:: Provided material ::

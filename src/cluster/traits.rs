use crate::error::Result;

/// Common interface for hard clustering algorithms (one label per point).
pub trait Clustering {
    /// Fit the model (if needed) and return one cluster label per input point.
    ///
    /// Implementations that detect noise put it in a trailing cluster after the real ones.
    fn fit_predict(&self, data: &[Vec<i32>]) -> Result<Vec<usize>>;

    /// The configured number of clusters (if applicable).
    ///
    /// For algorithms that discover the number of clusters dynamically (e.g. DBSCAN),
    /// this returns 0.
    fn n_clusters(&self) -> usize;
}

:::
:: Provided material ::

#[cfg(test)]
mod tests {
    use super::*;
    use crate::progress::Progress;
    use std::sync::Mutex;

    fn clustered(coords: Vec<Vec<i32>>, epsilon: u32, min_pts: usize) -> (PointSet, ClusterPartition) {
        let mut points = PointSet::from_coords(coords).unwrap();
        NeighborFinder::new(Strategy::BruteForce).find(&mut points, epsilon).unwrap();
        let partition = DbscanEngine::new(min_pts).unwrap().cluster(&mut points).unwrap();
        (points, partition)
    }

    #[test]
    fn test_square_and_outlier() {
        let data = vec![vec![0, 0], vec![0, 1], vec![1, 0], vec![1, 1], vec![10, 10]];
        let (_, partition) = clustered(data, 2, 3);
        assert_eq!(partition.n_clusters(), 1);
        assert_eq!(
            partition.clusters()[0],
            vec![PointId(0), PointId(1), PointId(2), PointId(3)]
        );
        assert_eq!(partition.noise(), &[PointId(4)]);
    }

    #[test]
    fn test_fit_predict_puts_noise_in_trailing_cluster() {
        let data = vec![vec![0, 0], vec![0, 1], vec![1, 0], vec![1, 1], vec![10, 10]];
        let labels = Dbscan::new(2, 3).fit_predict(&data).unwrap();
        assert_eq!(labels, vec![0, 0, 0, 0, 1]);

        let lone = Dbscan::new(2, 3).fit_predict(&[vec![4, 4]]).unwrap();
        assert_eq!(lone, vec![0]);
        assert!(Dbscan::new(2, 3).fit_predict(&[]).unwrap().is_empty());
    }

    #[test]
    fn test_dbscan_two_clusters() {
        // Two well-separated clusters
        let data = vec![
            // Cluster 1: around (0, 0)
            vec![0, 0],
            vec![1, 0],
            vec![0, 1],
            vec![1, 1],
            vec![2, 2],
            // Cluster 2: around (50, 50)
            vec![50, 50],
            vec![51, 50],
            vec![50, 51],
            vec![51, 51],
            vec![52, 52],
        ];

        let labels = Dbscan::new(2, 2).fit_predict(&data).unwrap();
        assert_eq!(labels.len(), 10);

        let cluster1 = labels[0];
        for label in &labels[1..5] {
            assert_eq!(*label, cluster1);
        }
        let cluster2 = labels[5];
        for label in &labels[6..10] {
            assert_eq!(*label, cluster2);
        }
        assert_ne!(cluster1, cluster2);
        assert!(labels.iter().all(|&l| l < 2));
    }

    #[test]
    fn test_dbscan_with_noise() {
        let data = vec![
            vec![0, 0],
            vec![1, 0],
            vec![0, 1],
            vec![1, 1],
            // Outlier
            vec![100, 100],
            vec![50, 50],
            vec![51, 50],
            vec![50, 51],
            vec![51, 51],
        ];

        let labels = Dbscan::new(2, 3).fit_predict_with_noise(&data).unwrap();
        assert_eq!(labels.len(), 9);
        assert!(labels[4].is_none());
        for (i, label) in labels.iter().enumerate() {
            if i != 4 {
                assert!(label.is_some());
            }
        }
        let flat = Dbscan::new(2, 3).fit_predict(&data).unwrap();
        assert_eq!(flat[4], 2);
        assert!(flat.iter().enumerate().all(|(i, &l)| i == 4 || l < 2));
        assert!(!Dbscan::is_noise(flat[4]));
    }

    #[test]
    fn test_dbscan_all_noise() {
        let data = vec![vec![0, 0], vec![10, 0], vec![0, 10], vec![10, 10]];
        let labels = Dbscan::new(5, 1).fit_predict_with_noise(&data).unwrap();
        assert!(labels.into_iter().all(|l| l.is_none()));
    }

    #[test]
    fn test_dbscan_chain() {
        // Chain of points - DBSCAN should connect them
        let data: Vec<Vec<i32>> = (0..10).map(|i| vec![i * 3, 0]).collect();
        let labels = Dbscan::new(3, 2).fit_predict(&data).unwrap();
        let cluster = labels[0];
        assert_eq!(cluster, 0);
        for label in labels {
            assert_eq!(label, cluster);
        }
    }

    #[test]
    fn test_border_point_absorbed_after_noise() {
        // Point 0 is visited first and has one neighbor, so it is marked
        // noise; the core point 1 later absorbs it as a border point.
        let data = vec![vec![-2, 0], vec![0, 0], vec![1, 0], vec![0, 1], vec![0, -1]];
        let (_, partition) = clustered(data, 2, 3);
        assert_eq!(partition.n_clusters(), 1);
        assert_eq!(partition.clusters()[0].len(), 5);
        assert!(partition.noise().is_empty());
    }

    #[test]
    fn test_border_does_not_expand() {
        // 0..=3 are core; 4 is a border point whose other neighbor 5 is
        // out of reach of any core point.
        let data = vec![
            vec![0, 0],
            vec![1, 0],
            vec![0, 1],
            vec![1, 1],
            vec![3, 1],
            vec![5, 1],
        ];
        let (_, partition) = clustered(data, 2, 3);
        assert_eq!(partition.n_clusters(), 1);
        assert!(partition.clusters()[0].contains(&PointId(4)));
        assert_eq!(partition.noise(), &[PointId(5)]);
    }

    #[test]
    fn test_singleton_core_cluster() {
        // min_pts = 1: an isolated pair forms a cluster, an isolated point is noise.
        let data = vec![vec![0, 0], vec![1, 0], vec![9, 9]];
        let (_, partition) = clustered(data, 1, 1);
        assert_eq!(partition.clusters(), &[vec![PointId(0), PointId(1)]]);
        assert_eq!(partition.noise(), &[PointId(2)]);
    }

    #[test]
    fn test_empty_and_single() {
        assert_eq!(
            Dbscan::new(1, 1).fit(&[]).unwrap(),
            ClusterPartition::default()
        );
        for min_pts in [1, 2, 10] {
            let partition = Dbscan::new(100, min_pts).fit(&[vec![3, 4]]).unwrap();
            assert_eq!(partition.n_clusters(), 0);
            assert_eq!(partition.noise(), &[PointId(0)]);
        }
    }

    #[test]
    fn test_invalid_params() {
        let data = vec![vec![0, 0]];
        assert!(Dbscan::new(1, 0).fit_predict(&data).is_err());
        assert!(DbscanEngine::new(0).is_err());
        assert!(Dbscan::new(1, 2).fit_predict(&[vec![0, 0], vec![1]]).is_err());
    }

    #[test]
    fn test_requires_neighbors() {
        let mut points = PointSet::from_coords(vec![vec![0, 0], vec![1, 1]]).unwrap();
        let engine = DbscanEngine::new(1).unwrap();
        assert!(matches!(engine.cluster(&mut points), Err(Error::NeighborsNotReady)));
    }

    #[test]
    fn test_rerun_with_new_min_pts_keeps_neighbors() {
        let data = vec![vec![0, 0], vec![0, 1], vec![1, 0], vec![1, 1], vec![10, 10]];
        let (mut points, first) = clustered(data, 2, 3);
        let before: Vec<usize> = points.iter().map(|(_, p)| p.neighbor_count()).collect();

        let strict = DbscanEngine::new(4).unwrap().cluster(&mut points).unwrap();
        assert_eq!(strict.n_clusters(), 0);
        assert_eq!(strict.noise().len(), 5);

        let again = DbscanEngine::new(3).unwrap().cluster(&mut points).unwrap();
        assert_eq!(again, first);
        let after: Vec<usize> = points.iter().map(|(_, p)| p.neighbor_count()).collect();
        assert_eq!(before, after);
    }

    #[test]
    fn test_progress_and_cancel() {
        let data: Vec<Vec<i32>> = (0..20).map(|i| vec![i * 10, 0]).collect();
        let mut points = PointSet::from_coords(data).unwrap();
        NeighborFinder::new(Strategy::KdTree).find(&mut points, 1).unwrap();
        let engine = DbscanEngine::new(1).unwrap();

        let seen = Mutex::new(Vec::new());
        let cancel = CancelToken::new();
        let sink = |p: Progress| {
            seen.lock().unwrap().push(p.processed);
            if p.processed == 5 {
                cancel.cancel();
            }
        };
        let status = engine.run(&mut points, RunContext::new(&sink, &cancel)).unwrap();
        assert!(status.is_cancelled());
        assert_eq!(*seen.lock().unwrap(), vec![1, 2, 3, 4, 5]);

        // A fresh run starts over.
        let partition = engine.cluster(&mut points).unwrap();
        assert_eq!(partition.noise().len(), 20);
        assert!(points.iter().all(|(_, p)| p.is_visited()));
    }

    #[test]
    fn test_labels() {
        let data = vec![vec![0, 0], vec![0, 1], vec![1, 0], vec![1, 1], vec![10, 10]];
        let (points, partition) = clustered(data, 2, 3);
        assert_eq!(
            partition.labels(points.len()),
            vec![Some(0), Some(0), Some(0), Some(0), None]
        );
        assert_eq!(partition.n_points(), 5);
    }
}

:::

- _Prompt_:
Lines in the records above that carry the word "self" are to be located and copied.

- _Result of this task_:
    fn fit_predict(&self, data: &[Vec<i32>]) -> Result<Vec<usize>>;
    fn n_clusters(&self) -> usize;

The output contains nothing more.